In the name of religion, civil liberties and democratic rights were suppressed. No religion did recognise equality between the sexes. And personal law deprived women of their basic rights and give them equality guaranteed under Article 14. Meanwhile communalism grew and in the midst of the noise of shooting and killing, rioting and looting the voice of secular India became silent. In 1976, the word ‘’secularism” was mysteriously inserted into the Preamble; it was nowhere defined.

However, in our country secularism has been equated with communal harmony based on a tolerance of all religions. This perspective is reflected in speeches and songs directed at spreading communal harmony. Old Raj Kapoor films are the best reflection of this tradition, specially his famous song “Hindu, Muslim, Sikh, Isai, sabko mera salaam”. We may take pride in this tradition of religious tolerance, but this image is based on an attitude of selfrighteousness which finds no correspondence with reality.

The problem is, in fact, much deeper. Even if we were to achieve a state of religious tolerance, we would still not be a secular state. For secularisation of a society and a culture is a universal process. It is a process by which more and more areas of culture, polity, economy and society become divorced from religion, till the time when religion becomes a purely private affair between each individual and his god. Religion in India is a major force for repression of democratic movements. It is synonymous with inequality, irrationality and superstition. Yet, our Constitution protects religion and religious freedom.
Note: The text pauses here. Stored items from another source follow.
/// Deterministic header fixtures for tests and local simulations.
use std::time::{Duration, SystemTime, UNIX_EPOCH};

use async_trait::async_trait;
use parking_lot::Mutex;
use sha2::{Digest, Sha256};

use crate::header::{Header, ValidationError, VerifyError};
use crate::interfaces::{Subscriber, Subscription, SubscriptionError, Verifier};
use crate::types::Hash;

pub const DUMMY_CHAIN_ID: &str = "dummy-chain";

/// Spacing between consecutive generated headers.
pub const DUMMY_BLOCK_TIME: Duration = Duration::from_millis(100);

pub const DEFAULT_GENESIS_AGE: Duration = Duration::from_secs(10 * 60);

#[derive(Debug, Clone, PartialEq, Eq)]
pub struct DummyHeader {
    pub chain_id: String,
    pub previous_hash: Hash,
    pub height: u64,
    pub time: SystemTime,
    /// Makes non-adjacent verification against this header fail.
    pub verify_failure: bool,
    hash: Hash,
}

impl DummyHeader {
    pub fn new(chain_id: &str, previous_hash: Hash, height: u64, time: SystemTime) -> Self {
        let mut header = Self {
            chain_id: chain_id.to_string(),
            previous_hash,
            height,
            time,
            verify_failure: false,
            hash: Hash::ZERO,
        };
        header.hash = header.compute_hash();
        header
    }

    /// Recomputes the hash after fields were changed by hand.
    pub fn rehash(&mut self) {
        self.hash = self.compute_hash();
    }

    fn compute_hash(&self) -> Hash {
        let nanos = self
            .time
            .duration_since(UNIX_EPOCH)
            .unwrap_or_default()
            .as_nanos();

        let mut hasher = Sha256::new();
        hasher.update(self.chain_id.as_bytes());
        hasher.update(self.height.to_be_bytes());
        hasher.update(self.previous_hash.as_bytes());
        hasher.update(nanos.to_be_bytes());
        hasher.update([self.verify_failure as u8]);
        Hash(hasher.finalize().into())
    }
}

impl Header for DummyHeader {
    fn hash(&self) -> Hash {
        self.hash
    }

    fn height(&self) -> u64 {
        self.height
    }

    fn last_header(&self) -> Hash {
        self.previous_hash
    }

    fn time(&self) -> SystemTime {
        self.time
    }

    fn chain_id(&self) -> &str {
        &self.chain_id
    }

    fn validate(&self) -> Result<(), ValidationError> {
        if self.height == 0 {
            return Err(ValidationError::ZeroHeight);
        }
        if self.chain_id.is_empty() {
            return Err(ValidationError::EmptyChainId);
        }
        if self.hash != self.compute_hash() {
            return Err(ValidationError::Invalid("hash mismatch".to_string()));
        }
        Ok(())
    }

    fn verify(&self, untrusted: &Self) -> Result<(), VerifyError> {
        if untrusted.verify_failure {
            return Err(VerifyError::Untrusted {
                height: untrusted.height,
                reason: "dummy verification failure".to_string(),
            });
        }
        Ok(())
    }
}

/// Generator of a single linear chain of [`DummyHeader`]s.
#[derive(Debug, Clone)]
pub struct TestSuite {
    head: DummyHeader,
}

impl Default for TestSuite {
    fn default() -> Self {
        Self::new()
    }
}

impl TestSuite {
    pub fn new() -> Self {
        Self::with_genesis_age(DEFAULT_GENESIS_AGE)
    }

    /// Starts the chain with a genesis header timestamped `age` ago.
    pub fn with_genesis_age(age: Duration) -> Self {
        let time = SystemTime::now() - age;
        Self {
            head: DummyHeader::new(DUMMY_CHAIN_ID, Hash::ZERO, 1, time),
        }
    }

    pub fn head(&self) -> DummyHeader {
        self.head.clone()
    }

    pub fn next_header(&mut self) -> DummyHeader {
        let next = DummyHeader::new(
            DUMMY_CHAIN_ID,
            self.head.hash(),
            self.head.height + 1,
            self.head.time + DUMMY_BLOCK_TIME,
        );
        self.head = next.clone();
        next
    }

    pub fn gen_dummy_headers(&mut self, amount: usize) -> Vec<DummyHeader> {
        (0..amount).map(|_| self.next_header()).collect()
    }
}

/// Subscriber that records the verifier and never delivers headers.
#[derive(Default)]
pub struct DummySubscriber {
    verifier: Mutex<Option<Verifier<DummyHeader>>>,
}

impl DummySubscriber {
    pub fn new() -> Self {
        Self::default()
    }

    pub fn verifier(&self) -> Option<Verifier<DummyHeader>> {
        self.verifier.lock().clone()
    }
}

impl Subscriber<DummyHeader> for DummySubscriber {
    fn subscribe(&self) -> Result<Box<dyn Subscription<DummyHeader>>, SubscriptionError> {
        Ok(Box::new(DummySubscription))
    }

    fn set_verifier(&self, verifier: Verifier<DummyHeader>) -> Result<(), SubscriptionError> {
        *self.verifier.lock() = Some(verifier);
        Ok(())
    }
}

pub struct DummySubscription;

#[async_trait]
impl Subscription<DummyHeader> for DummySubscription {
    async fn next_header(&mut self) -> Result<DummyHeader, SubscriptionError> {
        futures::future::pending().await
    }

    fn cancel(&mut self) {}
}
And it is significant that it is silent on a more fundamental right– the right to freedom of consciousness.

However, what is of most serious concern is that there is no inbuilt resistance in Indian society to communal forces. Gandhiji started preaching his brand of secularism long ago but riots still take place. There is perhaps no other country in the world where so many people die in social, communal and ethnic strife. It is time we examined our value system to identify inadequacies because of which secularism seems to collapse. One obvious inadequacy of our value system is that we have a distorted perception of secularism. According to the Oxford dictionary, the word “secular” means sceptical of religious truth or opposed to religious education etc.
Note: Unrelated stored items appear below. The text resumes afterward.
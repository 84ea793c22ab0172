/// Header capability set.
///
/// Every component that syncs, caches or stores headers is written against
/// [`Header`] rather than a concrete header type. Cryptographic rules live in
/// the implementing type; this module only enforces the chain-shape rules
/// shared by every header type.
use std::fmt::Debug;
use std::time::{Duration, SystemTime};

use thiserror::Error;

use crate::types::Hash;

/// Maximum tolerated clock skew for headers claiming a timestamp in the future.
pub const CLOCK_DRIFT: Duration = Duration::from_secs(10);

#[derive(Debug, Clone, PartialEq, Eq, Error)]
pub enum ValidationError {
    #[error("zero height")]
    ZeroHeight,
    #[error("empty chain id")]
    EmptyChainId,
    #[error("invalid header: {0}")]
    Invalid(String),
}

#[derive(Debug, Clone, PartialEq, Eq, Error)]
pub enum VerifyError {
    #[error("header failed validation: {0}")]
    Validation(#[from] ValidationError),
    #[error("chain id mismatch: trusted {trusted}, untrusted {untrusted}")]
    ChainIdMismatch { trusted: String, untrusted: String },
    #[error("height {untrusted} is not above trusted height {trusted}")]
    NonIncreasingHeight { trusted: u64, untrusted: u64 },
    #[error("header at height {height} is not newer than its trusted header")]
    NonMonotonicTime { height: u64 },
    #[error("header at height {height} is from the future")]
    FromFuture { height: u64 },
    #[error("header at height {height} does not link to trusted hash {expected}, got {actual}")]
    BrokenLink {
        height: u64,
        expected: Hash,
        actual: Hash,
    },
    #[error("untrusted header at height {height}: {reason}")]
    Untrusted { height: u64, reason: String },
}

/// Capabilities a concrete header type must provide.
pub trait Header: Clone + Debug + Send + Sync + 'static {
    fn hash(&self) -> Hash;

    fn height(&self) -> u64;

    /// Hash of the header at `height() - 1`.
    fn last_header(&self) -> Hash;

    fn time(&self) -> SystemTime;

    fn chain_id(&self) -> &str;

    /// Stateless self-check of the header.
    fn validate(&self) -> Result<(), ValidationError>;

    /// Verifies a non-adjacent `untrusted` header against `self`.
    fn verify(&self, untrusted: &Self) -> Result<(), VerifyError>;

    fn is_zero(&self) -> bool {
        self.hash().is_zero()
    }
}

/// Verifies `untrusted` against the already trusted header.
///
/// Adjacent headers must link by hash. Non-adjacent headers are handed to
/// [`Header::verify`] of the trusted header.
pub fn verify<H: Header>(trusted: &H, untrusted: &H) -> Result<(), VerifyError> {
    untrusted.validate()?;

    if trusted.chain_id() != untrusted.chain_id() {
        return Err(VerifyError::ChainIdMismatch {
            trusted: trusted.chain_id().to_string(),
            untrusted: untrusted.chain_id().to_string(),
        });
    }

    if untrusted.height() <= trusted.height() {
        return Err(VerifyError::NonIncreasingHeight {
            trusted: trusted.height(),
            untrusted: untrusted.height(),
        });
    }

    if untrusted.time() <= trusted.time() {
        return Err(VerifyError::NonMonotonicTime {
            height: untrusted.height(),
        });
    }

    if untrusted.time() > SystemTime::now() + CLOCK_DRIFT {
        return Err(VerifyError::FromFuture {
            height: untrusted.height(),
        });
    }

    if untrusted.height() == trusted.height() + 1 {
        if untrusted.last_header() != trusted.hash() {
            return Err(VerifyError::BrokenLink {
                height: untrusted.height(),
                expected: trusted.hash(),
                actual: untrusted.last_header(),
            });
        }
        return Ok(());
    }

    trusted.verify(untrusted)
}

/// Verifies a contiguous run of headers starting right after `trusted`.
pub fn verify_range<H: Header>(trusted: &H, headers: &[H]) -> Result<(), VerifyError> {
    let mut tip = trusted;
    for header in headers {
        if header.height() != tip.height() + 1 {
            return Err(VerifyError::Untrusted {
                height: header.height(),
                reason: format!("expected height {}", tip.height() + 1),
            });
        }
        verify(tip, header)?;
        tip = header;
    }
    Ok(())
}

/// Age of a header relative to the local clock. Headers from the future have zero age.
pub fn age<H: Header>(header: &H) -> Duration {
    SystemTime::now()
        .duration_since(header.time())
        .unwrap_or_default()
}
The word has a strong anti-religious tinge. Secularism grew in the West out of a bitter struggle against religious superstitions. But in India the Gandhian perception of secularism is religious tolerance. This is, however, gradually degenerating into religious intolerance. This is evident from the government banning beef or pork sometimes, somewhere.

The Indian national movement was sought to be made an umbrella for three separate streams – the Hindu masses who were aroused by Gandhiji through the free use of Hindu idioms and symbols, the Muslim stream which was sought to be mobilised through the agency of the ulemas, mainly of Khilafat movement and the Sikh stream through the Gurdwara movement. The first defeat of this approach was when a section of the Muslim masses went out of the fold of the independence movement and Pakistan was created.

The conceptual inadequacy of the national movement is manifested in the frequent riots taking place in the country. The Indian state had made a commitment to secularism which happens to be a Western concept. The Western concept of secular makes sense in contrast to the idea of a theocratic or mono-religious state, but it yields very little positive content for shaping national goals and options for India today.

The Western concept of secular is best exemplified by two of its features – modern science and technology and the urban-industrial civilisation with its special paradigms and institutions of state, education, health and development. It would be appropriate to question these two features in focusing on the distinction between the western secular and the Indian secular. Let us be first clear that the dual assumptions are common to both basic types of western political economy – the Marxist- Leninist and Liberal-Democratic.

For some decades, sensitive people in the West have been holding that the Liberal-Democratic ideology is empty and without real content, except for undefined and unclear concepts of liberty, equality and fraternity thrown up by the bourgeois French revolution more than two centuries ago. But today Marxist- Leninism is confessing to its own bankruptcy and beginning to adopt many of the features of the hitherto despised liberal democracy and its classic product, the market economy.

Western liberal democracy has been trying for a long time to give itself a humanistic base but in terms of rational validity, humanism is confronted by many difficulties in justifying itself. Liberalism has sought to add several new concepts to the trio of liberty, equality and fraternity. Equality is being replaced by the concept of justice and fraternity by the twin notions of dignity of all human beings and the unity of all humanity.

But neither the concept of justice nor the twin concepts of humanity’s unity and personal dignity of each human being can be demonstrated on the secular ground of critical rationality. John Rawls has shown unequivocally that our present operative notion of justice is philosophically based on the prior concept of human right, which in turn was based on untenable Kantian philosophical grounds. Neither can the concept of democracy be defended on purely secular rational-critical grounds.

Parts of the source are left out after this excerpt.